WHAT YOU ARE ASKED TO DO: Across the entries that follow, count each line holding "CommandSchema" and state the total alone.

■ ■ ■ ■ ■

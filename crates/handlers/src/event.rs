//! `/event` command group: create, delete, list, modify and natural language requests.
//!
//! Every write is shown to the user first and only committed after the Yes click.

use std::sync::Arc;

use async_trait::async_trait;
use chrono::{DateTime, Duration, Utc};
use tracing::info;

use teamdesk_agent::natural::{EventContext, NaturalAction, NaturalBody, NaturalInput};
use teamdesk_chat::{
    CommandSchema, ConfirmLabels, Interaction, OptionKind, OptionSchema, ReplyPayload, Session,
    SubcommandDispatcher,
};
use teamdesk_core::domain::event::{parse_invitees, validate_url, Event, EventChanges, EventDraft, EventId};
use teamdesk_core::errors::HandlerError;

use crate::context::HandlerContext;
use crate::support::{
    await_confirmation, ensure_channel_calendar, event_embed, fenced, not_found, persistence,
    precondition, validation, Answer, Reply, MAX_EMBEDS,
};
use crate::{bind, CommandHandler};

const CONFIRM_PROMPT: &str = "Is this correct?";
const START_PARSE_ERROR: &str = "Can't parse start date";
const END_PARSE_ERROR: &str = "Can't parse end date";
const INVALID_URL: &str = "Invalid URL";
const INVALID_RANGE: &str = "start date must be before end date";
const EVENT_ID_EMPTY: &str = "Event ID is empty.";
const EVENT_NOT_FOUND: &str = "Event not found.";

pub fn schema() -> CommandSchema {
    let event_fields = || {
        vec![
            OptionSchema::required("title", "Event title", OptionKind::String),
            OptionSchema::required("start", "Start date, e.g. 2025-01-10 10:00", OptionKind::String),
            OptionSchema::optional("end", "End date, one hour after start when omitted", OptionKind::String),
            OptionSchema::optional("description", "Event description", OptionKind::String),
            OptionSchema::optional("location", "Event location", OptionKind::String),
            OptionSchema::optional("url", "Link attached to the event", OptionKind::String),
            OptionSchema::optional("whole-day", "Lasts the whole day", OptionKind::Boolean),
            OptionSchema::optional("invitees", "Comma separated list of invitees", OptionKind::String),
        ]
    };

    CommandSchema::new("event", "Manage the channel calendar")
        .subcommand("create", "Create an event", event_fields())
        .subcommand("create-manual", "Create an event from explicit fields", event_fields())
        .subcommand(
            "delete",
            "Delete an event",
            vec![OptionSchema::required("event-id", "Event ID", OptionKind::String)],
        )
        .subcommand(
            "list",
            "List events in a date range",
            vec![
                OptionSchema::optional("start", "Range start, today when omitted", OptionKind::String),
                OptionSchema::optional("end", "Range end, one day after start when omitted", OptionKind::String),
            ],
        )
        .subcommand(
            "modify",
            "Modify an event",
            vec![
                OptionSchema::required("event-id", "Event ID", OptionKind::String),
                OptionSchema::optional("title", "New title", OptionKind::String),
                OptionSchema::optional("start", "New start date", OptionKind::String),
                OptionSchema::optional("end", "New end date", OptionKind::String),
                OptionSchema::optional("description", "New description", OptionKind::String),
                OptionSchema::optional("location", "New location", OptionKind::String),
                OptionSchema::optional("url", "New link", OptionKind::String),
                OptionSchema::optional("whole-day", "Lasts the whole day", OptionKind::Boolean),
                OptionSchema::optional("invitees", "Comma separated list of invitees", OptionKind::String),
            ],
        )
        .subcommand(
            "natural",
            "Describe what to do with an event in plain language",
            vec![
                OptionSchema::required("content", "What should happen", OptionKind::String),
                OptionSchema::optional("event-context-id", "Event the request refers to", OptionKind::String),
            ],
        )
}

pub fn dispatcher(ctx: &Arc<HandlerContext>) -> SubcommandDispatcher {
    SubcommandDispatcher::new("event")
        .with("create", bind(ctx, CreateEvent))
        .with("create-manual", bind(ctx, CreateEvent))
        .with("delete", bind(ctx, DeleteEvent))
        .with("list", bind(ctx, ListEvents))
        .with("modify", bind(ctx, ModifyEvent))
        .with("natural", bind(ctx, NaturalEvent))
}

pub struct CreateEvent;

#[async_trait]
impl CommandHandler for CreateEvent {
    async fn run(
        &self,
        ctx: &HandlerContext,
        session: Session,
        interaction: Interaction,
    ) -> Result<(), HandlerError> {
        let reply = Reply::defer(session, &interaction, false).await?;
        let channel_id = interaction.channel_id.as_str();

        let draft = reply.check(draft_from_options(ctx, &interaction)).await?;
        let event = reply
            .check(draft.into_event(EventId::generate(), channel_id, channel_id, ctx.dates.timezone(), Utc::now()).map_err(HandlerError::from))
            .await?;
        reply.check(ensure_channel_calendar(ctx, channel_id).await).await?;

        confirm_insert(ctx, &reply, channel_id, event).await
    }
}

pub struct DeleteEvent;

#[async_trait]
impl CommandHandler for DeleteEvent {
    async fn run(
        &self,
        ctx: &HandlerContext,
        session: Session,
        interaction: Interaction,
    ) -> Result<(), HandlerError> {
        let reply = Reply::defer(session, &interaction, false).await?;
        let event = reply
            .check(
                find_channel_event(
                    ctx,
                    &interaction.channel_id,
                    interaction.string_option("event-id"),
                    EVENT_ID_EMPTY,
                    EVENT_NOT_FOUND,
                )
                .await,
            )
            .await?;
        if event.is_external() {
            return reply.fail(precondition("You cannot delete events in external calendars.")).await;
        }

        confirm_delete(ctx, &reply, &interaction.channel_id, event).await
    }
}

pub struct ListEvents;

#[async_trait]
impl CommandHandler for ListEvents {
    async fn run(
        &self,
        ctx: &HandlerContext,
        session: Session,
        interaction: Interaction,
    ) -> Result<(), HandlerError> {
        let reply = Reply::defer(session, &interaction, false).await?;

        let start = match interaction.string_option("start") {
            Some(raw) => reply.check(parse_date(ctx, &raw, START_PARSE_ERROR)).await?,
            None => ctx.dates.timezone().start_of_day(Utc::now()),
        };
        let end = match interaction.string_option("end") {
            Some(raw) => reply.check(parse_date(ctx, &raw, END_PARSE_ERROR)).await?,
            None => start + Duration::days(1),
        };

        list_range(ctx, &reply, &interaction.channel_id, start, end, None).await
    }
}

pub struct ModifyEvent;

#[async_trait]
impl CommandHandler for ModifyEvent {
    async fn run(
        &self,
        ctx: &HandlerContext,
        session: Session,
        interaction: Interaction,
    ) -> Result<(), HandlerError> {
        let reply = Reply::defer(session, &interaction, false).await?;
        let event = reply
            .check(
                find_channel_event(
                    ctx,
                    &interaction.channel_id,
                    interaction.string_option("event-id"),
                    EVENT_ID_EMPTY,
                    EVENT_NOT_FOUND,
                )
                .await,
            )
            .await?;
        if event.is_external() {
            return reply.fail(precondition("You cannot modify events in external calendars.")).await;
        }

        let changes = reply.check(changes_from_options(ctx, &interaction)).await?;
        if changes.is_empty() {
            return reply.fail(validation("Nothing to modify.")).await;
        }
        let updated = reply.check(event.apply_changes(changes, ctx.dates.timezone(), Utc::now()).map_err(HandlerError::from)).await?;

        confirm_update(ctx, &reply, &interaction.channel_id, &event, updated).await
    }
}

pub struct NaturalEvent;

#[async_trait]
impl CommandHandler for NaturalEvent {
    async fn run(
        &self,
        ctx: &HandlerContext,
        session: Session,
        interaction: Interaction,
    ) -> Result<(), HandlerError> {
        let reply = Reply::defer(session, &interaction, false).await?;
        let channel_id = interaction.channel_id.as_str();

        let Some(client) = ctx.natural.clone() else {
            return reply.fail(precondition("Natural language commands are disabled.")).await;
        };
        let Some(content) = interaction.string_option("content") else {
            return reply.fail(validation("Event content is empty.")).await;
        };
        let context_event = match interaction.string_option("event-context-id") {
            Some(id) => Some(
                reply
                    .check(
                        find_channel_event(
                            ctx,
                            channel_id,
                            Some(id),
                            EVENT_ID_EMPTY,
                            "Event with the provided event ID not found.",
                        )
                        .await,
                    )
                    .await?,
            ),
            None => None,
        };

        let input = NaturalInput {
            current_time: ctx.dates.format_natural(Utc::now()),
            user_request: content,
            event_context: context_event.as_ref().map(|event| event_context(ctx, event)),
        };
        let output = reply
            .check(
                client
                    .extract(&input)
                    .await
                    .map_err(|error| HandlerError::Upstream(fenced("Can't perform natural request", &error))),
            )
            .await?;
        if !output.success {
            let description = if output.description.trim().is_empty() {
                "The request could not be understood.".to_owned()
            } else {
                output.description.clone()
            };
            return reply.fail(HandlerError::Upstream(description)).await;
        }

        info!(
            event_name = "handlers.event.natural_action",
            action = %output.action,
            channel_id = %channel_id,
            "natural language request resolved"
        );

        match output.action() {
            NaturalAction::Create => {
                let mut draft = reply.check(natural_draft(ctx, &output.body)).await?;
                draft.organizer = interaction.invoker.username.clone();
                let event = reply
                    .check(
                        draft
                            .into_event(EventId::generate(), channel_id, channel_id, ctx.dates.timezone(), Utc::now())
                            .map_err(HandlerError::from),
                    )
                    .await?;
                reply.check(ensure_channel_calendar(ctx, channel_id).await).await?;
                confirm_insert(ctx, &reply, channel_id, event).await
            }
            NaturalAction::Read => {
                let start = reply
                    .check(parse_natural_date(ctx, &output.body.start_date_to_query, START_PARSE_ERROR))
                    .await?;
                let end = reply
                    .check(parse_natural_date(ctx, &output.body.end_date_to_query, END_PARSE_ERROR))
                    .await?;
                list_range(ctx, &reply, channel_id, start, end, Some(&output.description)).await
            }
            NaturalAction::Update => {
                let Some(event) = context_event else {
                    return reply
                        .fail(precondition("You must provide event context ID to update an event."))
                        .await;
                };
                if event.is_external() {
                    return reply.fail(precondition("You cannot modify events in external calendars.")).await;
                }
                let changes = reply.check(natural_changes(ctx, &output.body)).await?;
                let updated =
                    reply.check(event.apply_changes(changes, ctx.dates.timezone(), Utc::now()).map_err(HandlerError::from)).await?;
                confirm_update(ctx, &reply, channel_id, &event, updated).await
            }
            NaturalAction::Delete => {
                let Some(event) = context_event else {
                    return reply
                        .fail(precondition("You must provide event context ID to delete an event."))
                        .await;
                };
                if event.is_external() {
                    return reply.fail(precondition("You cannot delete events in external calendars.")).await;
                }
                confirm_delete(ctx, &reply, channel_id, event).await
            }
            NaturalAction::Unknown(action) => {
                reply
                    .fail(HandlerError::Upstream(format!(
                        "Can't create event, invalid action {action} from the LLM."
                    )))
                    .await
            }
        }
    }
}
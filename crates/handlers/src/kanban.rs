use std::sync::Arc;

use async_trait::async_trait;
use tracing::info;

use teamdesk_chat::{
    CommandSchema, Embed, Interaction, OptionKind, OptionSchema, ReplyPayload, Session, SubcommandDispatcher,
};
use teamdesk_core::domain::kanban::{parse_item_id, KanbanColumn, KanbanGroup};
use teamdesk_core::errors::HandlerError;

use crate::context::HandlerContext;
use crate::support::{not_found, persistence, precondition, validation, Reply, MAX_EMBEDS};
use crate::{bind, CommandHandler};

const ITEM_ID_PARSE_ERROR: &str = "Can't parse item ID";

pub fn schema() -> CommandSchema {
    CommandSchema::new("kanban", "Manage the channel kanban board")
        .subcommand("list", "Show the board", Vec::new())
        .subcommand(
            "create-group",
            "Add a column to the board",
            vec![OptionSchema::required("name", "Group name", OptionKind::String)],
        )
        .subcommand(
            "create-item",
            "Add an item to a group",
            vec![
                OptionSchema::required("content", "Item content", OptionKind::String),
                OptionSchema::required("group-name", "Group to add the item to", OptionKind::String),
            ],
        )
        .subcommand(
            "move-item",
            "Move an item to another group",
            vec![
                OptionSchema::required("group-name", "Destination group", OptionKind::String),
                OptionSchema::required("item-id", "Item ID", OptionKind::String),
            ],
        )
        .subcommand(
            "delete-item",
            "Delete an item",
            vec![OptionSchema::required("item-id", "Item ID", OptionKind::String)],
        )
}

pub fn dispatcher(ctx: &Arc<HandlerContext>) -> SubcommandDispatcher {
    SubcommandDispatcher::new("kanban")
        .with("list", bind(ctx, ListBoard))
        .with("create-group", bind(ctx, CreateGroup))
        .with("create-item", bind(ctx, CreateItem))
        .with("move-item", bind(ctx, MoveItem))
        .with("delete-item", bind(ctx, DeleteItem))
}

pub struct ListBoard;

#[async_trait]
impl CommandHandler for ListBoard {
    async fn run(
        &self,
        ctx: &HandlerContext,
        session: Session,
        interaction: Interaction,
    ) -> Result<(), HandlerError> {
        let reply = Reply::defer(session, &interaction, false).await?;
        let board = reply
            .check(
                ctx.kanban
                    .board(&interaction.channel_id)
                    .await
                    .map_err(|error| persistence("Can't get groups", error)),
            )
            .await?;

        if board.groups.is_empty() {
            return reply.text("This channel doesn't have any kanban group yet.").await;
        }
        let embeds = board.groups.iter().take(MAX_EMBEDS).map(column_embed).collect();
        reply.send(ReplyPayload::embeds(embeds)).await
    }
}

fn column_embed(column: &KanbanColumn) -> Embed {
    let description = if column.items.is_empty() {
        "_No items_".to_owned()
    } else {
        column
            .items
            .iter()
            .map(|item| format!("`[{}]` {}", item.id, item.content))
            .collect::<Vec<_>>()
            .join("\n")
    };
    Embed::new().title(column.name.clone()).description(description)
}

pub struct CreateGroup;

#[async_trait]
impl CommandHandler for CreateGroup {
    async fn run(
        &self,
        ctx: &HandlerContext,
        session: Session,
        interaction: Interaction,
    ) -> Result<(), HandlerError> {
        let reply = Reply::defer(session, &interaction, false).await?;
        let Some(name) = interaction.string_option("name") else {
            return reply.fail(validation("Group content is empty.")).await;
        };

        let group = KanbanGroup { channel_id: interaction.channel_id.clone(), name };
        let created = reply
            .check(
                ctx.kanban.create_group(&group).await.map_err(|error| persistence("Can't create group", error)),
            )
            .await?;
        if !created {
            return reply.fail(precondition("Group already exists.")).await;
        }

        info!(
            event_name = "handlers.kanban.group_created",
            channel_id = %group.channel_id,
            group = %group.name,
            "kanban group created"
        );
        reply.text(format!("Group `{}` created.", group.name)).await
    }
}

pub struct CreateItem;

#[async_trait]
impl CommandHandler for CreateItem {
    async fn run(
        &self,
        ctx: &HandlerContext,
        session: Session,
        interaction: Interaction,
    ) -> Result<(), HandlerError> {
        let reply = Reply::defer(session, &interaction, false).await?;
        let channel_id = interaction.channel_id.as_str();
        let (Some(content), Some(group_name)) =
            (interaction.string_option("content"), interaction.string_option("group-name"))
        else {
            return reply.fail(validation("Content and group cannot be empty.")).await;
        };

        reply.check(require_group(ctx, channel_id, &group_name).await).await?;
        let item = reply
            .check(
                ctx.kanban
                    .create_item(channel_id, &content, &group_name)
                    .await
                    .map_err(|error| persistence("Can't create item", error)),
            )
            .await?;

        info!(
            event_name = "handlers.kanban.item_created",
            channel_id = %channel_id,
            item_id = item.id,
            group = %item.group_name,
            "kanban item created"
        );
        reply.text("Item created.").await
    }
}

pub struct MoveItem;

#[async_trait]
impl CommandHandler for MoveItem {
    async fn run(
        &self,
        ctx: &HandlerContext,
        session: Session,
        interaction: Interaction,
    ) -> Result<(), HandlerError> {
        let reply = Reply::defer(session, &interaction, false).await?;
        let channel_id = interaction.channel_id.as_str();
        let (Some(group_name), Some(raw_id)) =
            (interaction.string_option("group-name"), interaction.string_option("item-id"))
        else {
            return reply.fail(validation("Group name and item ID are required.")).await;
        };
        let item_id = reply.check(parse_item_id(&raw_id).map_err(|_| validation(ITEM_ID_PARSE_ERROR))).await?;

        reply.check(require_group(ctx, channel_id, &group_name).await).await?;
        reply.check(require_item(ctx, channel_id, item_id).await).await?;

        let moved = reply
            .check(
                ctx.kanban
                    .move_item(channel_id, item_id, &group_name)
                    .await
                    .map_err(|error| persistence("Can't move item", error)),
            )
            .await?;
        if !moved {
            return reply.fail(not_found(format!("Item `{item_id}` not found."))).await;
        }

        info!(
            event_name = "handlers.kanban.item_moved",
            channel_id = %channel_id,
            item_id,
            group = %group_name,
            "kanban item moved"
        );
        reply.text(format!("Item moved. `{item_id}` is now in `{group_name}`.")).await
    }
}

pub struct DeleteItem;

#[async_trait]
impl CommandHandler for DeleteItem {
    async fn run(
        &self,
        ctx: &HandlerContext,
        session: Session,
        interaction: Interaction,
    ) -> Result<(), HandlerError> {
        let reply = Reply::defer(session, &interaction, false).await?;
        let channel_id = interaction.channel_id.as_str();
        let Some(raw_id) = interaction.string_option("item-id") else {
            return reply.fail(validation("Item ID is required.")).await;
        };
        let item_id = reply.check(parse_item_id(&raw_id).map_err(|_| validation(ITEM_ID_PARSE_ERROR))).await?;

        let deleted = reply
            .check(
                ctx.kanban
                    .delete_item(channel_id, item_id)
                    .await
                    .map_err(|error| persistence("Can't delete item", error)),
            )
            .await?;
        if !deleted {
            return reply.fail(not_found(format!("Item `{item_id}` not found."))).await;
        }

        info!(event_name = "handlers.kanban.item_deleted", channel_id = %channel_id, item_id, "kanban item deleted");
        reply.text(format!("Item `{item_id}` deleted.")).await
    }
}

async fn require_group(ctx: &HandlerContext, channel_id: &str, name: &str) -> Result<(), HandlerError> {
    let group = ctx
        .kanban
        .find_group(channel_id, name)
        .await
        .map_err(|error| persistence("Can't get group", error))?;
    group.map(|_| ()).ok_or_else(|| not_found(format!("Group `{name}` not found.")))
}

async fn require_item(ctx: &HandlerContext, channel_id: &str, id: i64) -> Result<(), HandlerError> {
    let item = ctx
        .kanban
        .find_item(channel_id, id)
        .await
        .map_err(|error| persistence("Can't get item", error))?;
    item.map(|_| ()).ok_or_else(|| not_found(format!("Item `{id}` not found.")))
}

■ ■ ■ ■ ■

REPLY TO THE EXERCISE: 6